When it comes to making homemade soap, once you get past the actually making the soap phase, you need to have a soap mold to pour your lovely creation into.  The sky is the limit when it come to molding your soap, you just need to follow a few simple rules. NEVER USE ALUMINUM. Okay that was pretty loud. Also, Pringles chip cans don’t work so well either. I know, I’ve tried.

Methods of Making Your Own Soap Molds:

 

Soap Mold Made Out Of PVC

 

soap moldsYes, you can use PVC pipe to make a soap mold.  They make beautiful circular soaps. First you go and purchase the diameter pipe that makes the diameter of the soaps you intend for your finished product. Look at the hole in the center, not the measurement of the pipe.  You will need about a one foot section per mold. Slice the pipe length wise in half, all the way through so you end up with two troughs.

Then you need to purchase end caps and rubber bands (strong rubber bands). Velcro strips might work too.
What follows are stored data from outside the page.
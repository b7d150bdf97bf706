//! Connection manager.
//!
//! Owns the active transport, turns its events into a [`ConnectionStatus`]
//! and [`ManagerEvent`]s, and guards against overlapping connection attempts.

use std::sync::Arc;
use std::sync::atomic::{AtomicBool, AtomicU64, Ordering};
use std::time::Duration;

use parking_lot::Mutex;
use thiserror::Error;
use tokio::sync::{mpsc, watch};
use tokio::task::JoinHandle;
use tokio_util::sync::CancellationToken;
use tracing::{debug, info, warn};

use super::config::ManagerConfig;
use super::factory::{TransportFactory, TransportRequest};
use super::supervisor::{self, Supervision};
use crate::platform::{AlertKind, AlertPayload, AlertSink, MediaKind};
use crate::session::{Connectivity, Role, Session};
use crate::transport::{
    ConnectionStatus, EventStream, Transport, TransportError, TransportEvent, TransportKind,
    TransportMessage, event_channel,
};

/// Errors returned by the connection manager.
#[derive(Debug, Error)]
pub enum ManagerError {
    /// Another connection attempt is pending.
    #[error("a connection attempt is already in progress")]
    ConnectionInProgress,

    /// No open transport.
    #[error("no connected transport")]
    TransportNotReady,

    /// The session to join has expired.
    #[error("session expired")]
    SessionExpired,

    /// `disconnect()` ran while connecting.
    #[error("connection attempt cancelled")]
    Cancelled,

    /// Transport failure.
    #[error("transport error: {0}")]
    Transport(#[from] TransportError),
}

/// Application-facing events.
#[derive(Debug, Clone, PartialEq)]
pub enum ManagerEvent {
    /// Connection status changed.
    Status(ConnectionStatus),
    /// A validated message from the peer.
    Message(TransportMessage),
    /// The peer's media track arrived.
    RemoteTrack(MediaKind),
    /// A reconnection or rebuild attempt is scheduled.
    Reconnecting {
        /// 1-based attempt.
        attempt: u32,
        /// Wait before the attempt.
        delay: Duration,
    },
    /// Transport error.
    Error {
        /// Description.
        message: String,
        /// Whether the transport is done.
        fatal: bool,
    },
}

/// Snapshot of the active connection.
#[derive(Debug, Clone, PartialEq, Eq)]
pub struct ConnectionInfo {
    /// Current status.
    pub status: ConnectionStatus,
    /// Connectivity of the active transport.
    pub connectivity: Option<Connectivity>,
    /// Kind of the active transport.
    pub transport: Option<TransportKind>,
    /// Local role.
    pub role: Option<Role>,
    /// Whether messages can be sent.
    pub is_ready: bool,
    /// Active room.
    pub room_id: Option<String>,
    /// Active join key.
    pub join_key: Option<String>,
}

/// Parameters of one connection, kept for rebuilds.
#[derive(Debug, Clone)]
pub(super) struct Link {
    pub connectivity: Connectivity,
    pub session: Session,
    pub role: Role,
}

struct Active {
    link: Link,
    transport: Arc<dyn Transport>,
    pump: JoinHandle<()>,
}

/// Clears the in-flight flag when dropped.
pub(super) struct InFlight<'a>(&'a AtomicBool);

impl Drop for InFlight<'_> {
    fn drop(&mut self) {
        self.0.store(false, Ordering::Release);
    }
}

pub(super) struct ManagerInner {
    pub(super) config: ManagerConfig,
    factory: Arc<dyn TransportFactory>,
    pub(super) alerts: Arc<dyn AlertSink>,
    status: watch::Sender<ConnectionStatus>,
    events_tx: mpsc::UnboundedSender<ManagerEvent>,
    events_rx: Mutex<Option<mpsc::UnboundedReceiver<ManagerEvent>>>,
    in_flight: AtomicBool,
    generation: AtomicU64,
    active: Mutex<Option<Active>>,
    pub(super) supervisor: Mutex<Option<Supervision>>,
}

impl ManagerInner {
    pub(super) fn try_begin(&self) -> Option<InFlight<'_>> {
        self.in_flight
            .compare_exchange(false, true, Ordering::AcqRel, Ordering::Acquire)
            .ok()
            .map(|_| InFlight(&self.in_flight))
    }

    pub(super) fn status(&self) -> ConnectionStatus {
        *self.status.borrow()
    }

    pub(super) fn subscribe_status(&self) -> watch::Receiver<ConnectionStatus> {
        self.status.subscribe()
    }

    pub(super) fn set_status(&self, status: ConnectionStatus) {
        let changed = self.status.send_if_modified(|current| {
            if *current == status {
                return false;
            }
            *current = status;
            true
        });
        if changed {
            debug!(%status, "connection status");
            self.emit(ManagerEvent::Status(status));
        }
    }

    pub(super) fn emit(&self, event: ManagerEvent) {
        let _ = self.events_tx.send(event);
    }

    pub(super) fn is_current(&self, generation: u64) -> bool {
        self.generation.load(Ordering::Acquire) == generation
    }

    /// Make events of the active transport stale.
    pub(super) fn invalidate(&self) {
        self.generation.fetch_add(1, Ordering::AcqRel);
    }

    /// Disconnect and drop the active transport. Its later events are ignored.
    pub(super) async fn teardown_active(&self) {
        self.invalidate();
        let active = self.active.lock().take();
        if let Some(active) = active {
            debug!(kind = %active.transport.kind(), "tearing down transport");
            active.transport.disconnect().await;
            active.pump.abort();
        }
    }

    /// Replace the active transport with a new one for `link` and connect it.
    pub(super) async fn establish(
        self: &Arc<Self>,
        link: Link,
        cancel: Option<&CancellationToken>,
    ) -> Result<(), ManagerError> {
        self.teardown_active().await;
        let generation = self.generation.fetch_add(1, Ordering::AcqRel) + 1;
        self.set_status(ConnectionStatus::Connecting);

        let (sink, stream) = event_channel();
        let request = TransportRequest {
            connectivity: link.connectivity,
            session: link.session.clone(),
            role: link.role,
            events: sink,
        };
        let transport = match self.factory.build(request) {
            Ok(transport) => transport,
            Err(e) => {
                warn!(connectivity = %link.connectivity, error = %e, "no usable transport");
                self.set_status(ConnectionStatus::Failed);
                return Err(e.into());
            }
        };

        info!(
            kind = %transport.kind(),
            role = %link.role,
            room_id = %link.session.room_id,
            "connecting"
        );
        let pump = tokio::spawn(pump(self.clone(), stream, link.clone(), generation));
        *self.active.lock() = Some(Active {
            link,
            transport: transport.clone(),
            pump,
        });
        if cancel.is_some_and(CancellationToken::is_cancelled) || !self.is_current(generation) {
            self.teardown_active().await;
            return Err(ManagerError::Cancelled);
        }

        match transport.connect().await {
            Ok(()) => Ok(()),
            Err(TransportError::Cancelled) => Err(ManagerError::Cancelled),
            Err(e) => {
                if self.is_current(generation) {
                    self.set_status(ConnectionStatus::Failed);
                }
                Err(e.into())
            }
        }
    }

    async fn deliver(&self, link: &Link, message: TransportMessage) {
        match &message {
            TransportMessage::NoiseDetected { room_id, level, .. } if link.role == Role::Parent => {
                let payload = AlertPayload {
                    room_id: room_id.clone(),
                    level: Some(*level),
                    message: format!("Noise detected (level {level:.2})"),
                };
                self.alerts.send_alert(AlertKind::Noise, payload).await;
            }
            TransportMessage::Ping { timestamp, .. } => {
                let transport = self.active.lock().as_ref().map(|a| a.transport.clone());
                if let Some(transport) = transport {
                    let pong = TransportMessage::pong(&link.session, *timestamp);
                    if let Err(e) = transport.send(&pong).await {
                        debug!(error = %e, "pong not sent");
                    }
                }
            }
            _ => {}
        }
        self.emit(ManagerEvent::Message(message));
    }

    /// The peer ended the session: close without rebuilding.
    async fn end_session(&self, link: &Link, generation: u64, message: TransportMessage) {
        let active = {
            let mut active = self.active.lock();
            if !self.is_current(generation) {
                return;
            }
            active.take()
        };
        info!(room_id = %link.session.room_id, "peer ended the session");
        drop(supervisor::cancel(self));
        if let Some(active) = active {
            // Runs on this transport's pump; the handle is left to finish.
            active.transport.disconnect().await;
        }
        self.set_status(ConnectionStatus::Disconnected);
        self.emit(ManagerEvent::Message(message));

        let payload = AlertPayload {
            room_id: link.session.room_id.clone(),
            level: None,
            message: "The session was ended".into(),
        };
        self.alerts.send_alert(AlertKind::SessionEnded, payload).await;
    }

    fn on_lost(self: &Arc<Self>, link: &Link, generation: u64) {
        if link.role == Role::Parent && self.config.supervise_parent {
            supervisor::start(self, link.clone(), generation);
        }
    }
}

/// Translate one transport's events until it is replaced.
async fn pump(inner: Arc<ManagerInner>, mut stream: EventStream, link: Link, generation: u64) {
    let mut was_connected = false;
    while let Some(event) = stream.recv().await {
        if !inner.is_current(generation) {
            break;
        }
        match event {
            TransportEvent::Connected => {
                was_connected = true;
                inner.set_status(ConnectionStatus::Connected);
            }
            TransportEvent::Disconnected { will_retry: true } => {
                inner.set_status(ConnectionStatus::Connecting);
            }
            TransportEvent::Disconnected { will_retry: false } => {
                inner.set_status(ConnectionStatus::Disconnected);
                if was_connected {
                    inner.on_lost(&link, generation);
                }
            }
            TransportEvent::Reconnecting { attempt, delay } => {
                inner.set_status(ConnectionStatus::Connecting);
                inner.emit(ManagerEvent::Reconnecting { attempt, delay });
            }
            TransportEvent::Failed { reason } => {
                warn!(%reason, room_id = %link.session.room_id, "transport failed");
                inner.set_status(ConnectionStatus::Failed);
                if was_connected {
                    inner.on_lost(&link, generation);
                }
            }
            TransportEvent::Error { message, fatal } => {
                inner.emit(ManagerEvent::Error { message, fatal });
            }
            TransportEvent::Message(message @ TransportMessage::SessionEnd { .. }) => {
                inner.end_session(&link, generation, message).await;
                break;
            }
            TransportEvent::Message(message) => inner.deliver(&link, message).await,
            TransportEvent::RemoteTrack { kind } => {
                inner.emit(ManagerEvent::RemoteTrack(kind));
            }
        }
    }
}

/// Single entry point for connecting, joining and disconnecting.
pub struct ConnectionManager {
    inner: Arc<ManagerInner>,
}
The object is to fashion the two pieces of PVC together with one end cap on it, pour your soap into the mold, put the other cap on, let rest standing up, then when you are ready to un-mold the soap, you simple undo the rubber bands pull on side off, dump the other side out and slice.

Another method for this is to push the soap out once it has hardened. You can avoid the need to cut the soap mold first.

 

Here is the PVC pipe soap mold concept with cardboard mailer tubes:

For you wood soap mold fans here are a couple videos on how to make a wood soap mold. In the last video he gives a list of the supplies you need to build this soap mold. Keith also has a nifty little twist he adds at the end so be sure to watch these videos!

Cool Soap Mold Idea!!!

In my wanderings I discovered using a loofa scrubber incorporated into a soap mold! You end up with a loofa/soap bar. How cool would this be to add to a spa basket gift? Or even to box up nicely for holiday giving?

soap mold

Loofa Soap Mold Ideas:

This is easy to do with this sort of mold. The method I would employ:

  1. Cut your loofa pieces into 1/2 inch sections.
  2. Pour in a small amount of soap at the bottom of the mold.
  3. Press your loofa piece into the soap.
  4. Fill the rest of the soap mold with soap.

For this type of mold – which I think could be super cute I would follow these directions:

  1. Cut your loofa pieces into 1/2 inch sections.
  2. Fill the mold most of the way up with soap.
  3. Press your loofa piece into the soap trying not to let it over flow the mold. (It is okay if the loofa piece is raised above the soap mold.)

 

And finally:

There is always the stand by cardboard box with wax paper that I talk about frequently, just line them with wax paper and you’re good to go. Catch up with us over on facebook and let us know what you use for soap molds, how your soap making adventures are going and help when things go array.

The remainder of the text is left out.